BEGIN

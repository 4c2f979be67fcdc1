// ugBC - A retargetable BASIC compiler creating binaries for 8-bit home computers
// Copyright (C) 2026  Marcel Joachim Kloubert <marcel@kloubert.dev>
//
// This program is free software: you can redistribute it and/or modify
// it under the terms of the GNU Affero General Public License as published by
// the Free Software Foundation, either version 3 of the License, or
// (at your option) any later version.
//
// This program is distributed in the hope that it will be useful,
// but WITHOUT ANY WARRANTY; without even the implied warranty of
// MERCHANTABILITY or FITNESS FOR A PARTICULAR PURPOSE.  See the
// GNU Affero General Public License for more details.
//
// You should have received a copy of the GNU Affero General Public License
// along with this program.  If not, see <https://www.gnu.org/licenses/>.

//! Invariants of the compiler tables, checked on generated inputs.

use proptest::prelude::*;
use ugbc::assets::palette::{extract, nearest, reverse_index, PaletteOptions};
use ugbc::assets::tiles::TileDescriptors;
use ugbc::assets::Offsettings;
use ugbc::backend::Target;
use ugbc::control::{ControlStack, FrameKind};
use ugbc::emitter::syntax::CA65;
use ugbc::memory::{BankType, MemoryModel};
use ugbc::symbols::{SymbolTables, VariableId};
use ugbc::types::{FloatPrecision, VariableType};
use ugbc::{compile, CompilerOptions, ErrorCode, Span, TargetKind};

const INTEGER_TYPES: &[VariableType] = &[
    VariableType::Byte,
    VariableType::SByte,
    VariableType::Word,
    VariableType::SWord,
    VariableType::DWord,
    VariableType::SDWord,
];

fn integer_type() -> impl Strategy<Value = VariableType> {
    prop::sample::select(INTEGER_TYPES)
}

/// A block opener, its closer and the code of the error raised when the
/// closer is missing.
#[derive(Debug, Clone, Copy)]
enum Block {
    Do,
    While,
    Repeat,
    For,
    If,
}

impl Block {
    fn opener(&self, depth: usize) -> String {
        match self {
            Block::Do => "DO".to_string(),
            Block::While => "WHILE 1".to_string(),
            Block::Repeat => "REPEAT".to_string(),
            Block::For => format!("FOR I{} = 1 TO 2", depth),
            Block::If => "IF 1 THEN".to_string(),
        }
    }

    fn closer(&self) -> &'static str {
        match self {
            Block::Do => "LOOP",
            Block::While => "WEND",
            Block::Repeat => "UNTIL 1",
            Block::For => "NEXT",
            Block::If => "ENDIF",
        }
    }

    fn unclosed(&self) -> ErrorCode {
        match self {
            Block::Do => ErrorCode::DoWithoutLoop,
            Block::While => ErrorCode::WhileWithoutWend,
            Block::Repeat => ErrorCode::RepeatWithoutUntil,
            Block::For => ErrorCode::ForWithoutNext,
            Block::If => ErrorCode::IfWithoutEndif,
        }
    }
}

fn block() -> impl Strategy<Value = Block> {
    prop_oneof![
        Just(Block::Do),
        Just(Block::While),
        Just(Block::Repeat),
        Just(Block::For),
        Just(Block::If),
    ]
}

/// Nested blocks around a `CLS`, one statement per line.
fn nested(blocks: &[Block]) -> Vec<String> {
    let mut lines: Vec<String> = blocks.iter().enumerate().map(|(d, b)| b.opener(d)).collect();
    lines.push("CLS".to_string());
    lines.extend(blocks.iter().rev().map(|b| b.closer().to_string()));
    lines
}

proptest! {
    #[test]
    fn prop_define_variable_is_idempotent(
        name in "[A-Z][A-Z0-9]{0,6}",
        ty in integer_type(),
        other in integer_type(),
    ) {
        let mut symbols = SymbolTables::new();
        let id = symbols.define_variable(&name, ty, FloatPrecision::Fast).unwrap();
        prop_assert_eq!(symbols.retrieve(&name).unwrap(), id);
        prop_assert_eq!(symbols.variable(id).var_type, ty);

        let count = symbols.variables().count();
        prop_assert_eq!(symbols.define_variable(&name, ty, FloatPrecision::Fast).unwrap(), id);
        prop_assert_eq!(symbols.variables().count(), count);

        let redefined = symbols.define_variable(&name, other, FloatPrecision::Fast);
        if other == ty {
            prop_assert!(redefined.is_ok());
        } else {
            prop_assert_eq!(redefined.unwrap_err().code, ErrorCode::VariableRedefined);
        }
    }

    #[test]
    fn prop_released_temporary_is_reused(ty in integer_type(), held in 0usize..4) {
        let mut symbols = SymbolTables::new();
        for _ in 0..held {
            symbols.temporary(ty, FloatPrecision::Fast, "held");
        }
        let first = symbols.temporary(ty, FloatPrecision::Fast, "first");
        let name = symbols.variable(first).real_name.clone();
        symbols.release(first);
        let second = symbols.temporary(ty, FloatPrecision::Fast, "second");
        prop_assert_eq!(&symbols.variable(second).real_name, &name);
    }

    #[test]
    fn prop_well_formed_blocks_compile(blocks in prop::collection::vec(block(), 1..6)) {
        let source = nested(&blocks).join("\n");
        let result = compile(&source, CompilerOptions::default(), TargetKind::C64);
        prop_assert!(result.is_ok(), "{}: {:?}", source, result.err().map(|e| e.to_string()));
    }

    #[test]
    fn prop_missing_closer_names_the_opener(
        blocks in prop::collection::vec(block(), 1..6),
        blank in 0usize..3,
    ) {
        let mut lines = vec![String::new(); blank];
        lines.extend(nested(&blocks));
        lines.pop();
        let source = lines.join("\n");
        let error = compile(&source, CompilerOptions::default(), TargetKind::C64).unwrap_err();
        prop_assert_eq!(error.code, blocks[0].unclosed());
        let expected_line = format!("line {}", blank + 1);
        prop_assert!(error.message.contains(&expected_line), "{}", error.message);
    }

    #[test]
    fn prop_exit_targets_the_kth_loop(depth in 1usize..8, k in 1usize..9) {
        let mut stack = ControlStack::new();
        let mut ends = Vec::new();
        for level in 0..depth {
            let frame = stack.push(FrameKind::Do, &format!("_do{}", level), None, level + 1, Span::default());
            ends.push(frame.end_label.clone());
        }
        match stack.exit_label(k) {
            Ok(label) => {
                prop_assert!(k <= depth);
                prop_assert_eq!(&label, &ends[depth - k]);
            }
            Err(error) => {
                prop_assert!(k > depth);
                prop_assert_eq!(error.code, ErrorCode::ExitBeyondLoops);
            }
        }
    }

    #[test]
    fn prop_exit_past_the_outermost_loop_fails(depth in 1usize..5) {
        let mut source = "DO\n".repeat(depth);
        source.push_str(&format!("EXIT {}\n", depth + 1));
        source.push_str(&"LOOP\n".repeat(depth));
        let error = compile(&source, CompilerOptions::default(), TargetKind::C64).unwrap_err();
        prop_assert_eq!(error.code, ErrorCode::ExitBeyondLoops);

        let mut source = "DO\n".repeat(depth);
        source.push_str(&format!("EXIT {}\n", depth));
        source.push_str(&"LOOP\n".repeat(depth));
        prop_assert!(compile(&source, CompilerOptions::default(), TargetKind::C64).is_ok());
    }

    #[test]
    fn prop_palette_keeps_every_pixel(
        choices in prop::collection::vec(0usize..16, 1..64),
        budget in 1usize..5,
    ) {
        let target = Target::new(TargetKind::C64);
        let hardware = target.machine.palette();
        // At most `budget` distinct colors.
        let colors: Vec<usize> = choices.iter().map(|c| c % budget).collect();
        let pixels: Vec<[u8; 4]> = colors
            .iter()
            .map(|&c| {
                let [r, g, b] = hardware[c].rgb;
                [r, g, b, 255]
            })
            .collect();
        let (palette, indices) = extract(&pixels, hardware, budget, &PaletteOptions::default()).unwrap();
        prop_assert!(palette.len() <= budget);
        for (pixel, index) in pixels.iter().zip(&indices) {
            let matched = nearest(hardware, [pixel[0], pixel[1], pixel[2]]).unwrap();
            let slot = reverse_index(&palette, matched.index).unwrap();
            prop_assert_eq!(slot, *index as usize);
        }
    }

    #[test]
    fn prop_tiles_are_deduplicated(data in prop::array::uniform8(any::<u8>()), bit in 0usize..64) {
        let mut tiles = TileDescriptors::new(0, 255);
        let first = tiles.allocate(&data).unwrap();
        prop_assert_eq!(tiles.allocate(&data).unwrap(), first);

        let mut flipped = data;
        flipped[bit / 8] ^= 1 << (bit % 8);
        prop_assert_ne!(tiles.allocate(&flipped).unwrap(), first);
    }

    #[test]
    fn prop_offset_table_strides(size in 1usize..512, frames in 1usize..32) {
        let mut offsets = Offsettings::new();
        offsets.register(size, frames, VariableId(0), false).unwrap();
        let table = offsets.get(size).unwrap();
        let expected: Vec<usize> = (0..frames).map(|i| i * size).collect();
        prop_assert_eq!(table.values(), expected);

        let words: usize = offsets
            .lines(&CA65)
            .iter()
            .take_while(|l| l.text != "OFFSETTABLES")
            .filter(|l| l.text.starts_with(".word"))
            .map(|l| l.text.matches(',').count() + 1)
            .sum();
        prop_assert_eq!(words, frames);
    }

    #[test]
    fn prop_bank_remains_track_allocations(
        space in 1usize..512,
        sizes in prop::collection::vec(0usize..128, 0..16),
    ) {
        let mut memory = MemoryModel::new();
        let id = memory.add_bank("DATA", BankType::Data, None, space);
        let mut total = 0;
        for (i, size) in sizes.iter().enumerate() {
            if memory.bank_mut(id).allocate(&format!("s{}", i), *size).is_ok() {
                total += size;
            }
            let bank = memory.bank(id);
            prop_assert_eq!(bank.space - bank.remains, total);
            prop_assert_eq!(bank.allocated(), total);
        }
    }
}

END

Task directions
From the entries above, return each line with the word "program" in it.

Task output
// This program is free software: you can redistribute it and/or modify
// This program is distributed in the hope that it will be useful,
// along with this program.  If not, see <https://www.gnu.org/licenses/>.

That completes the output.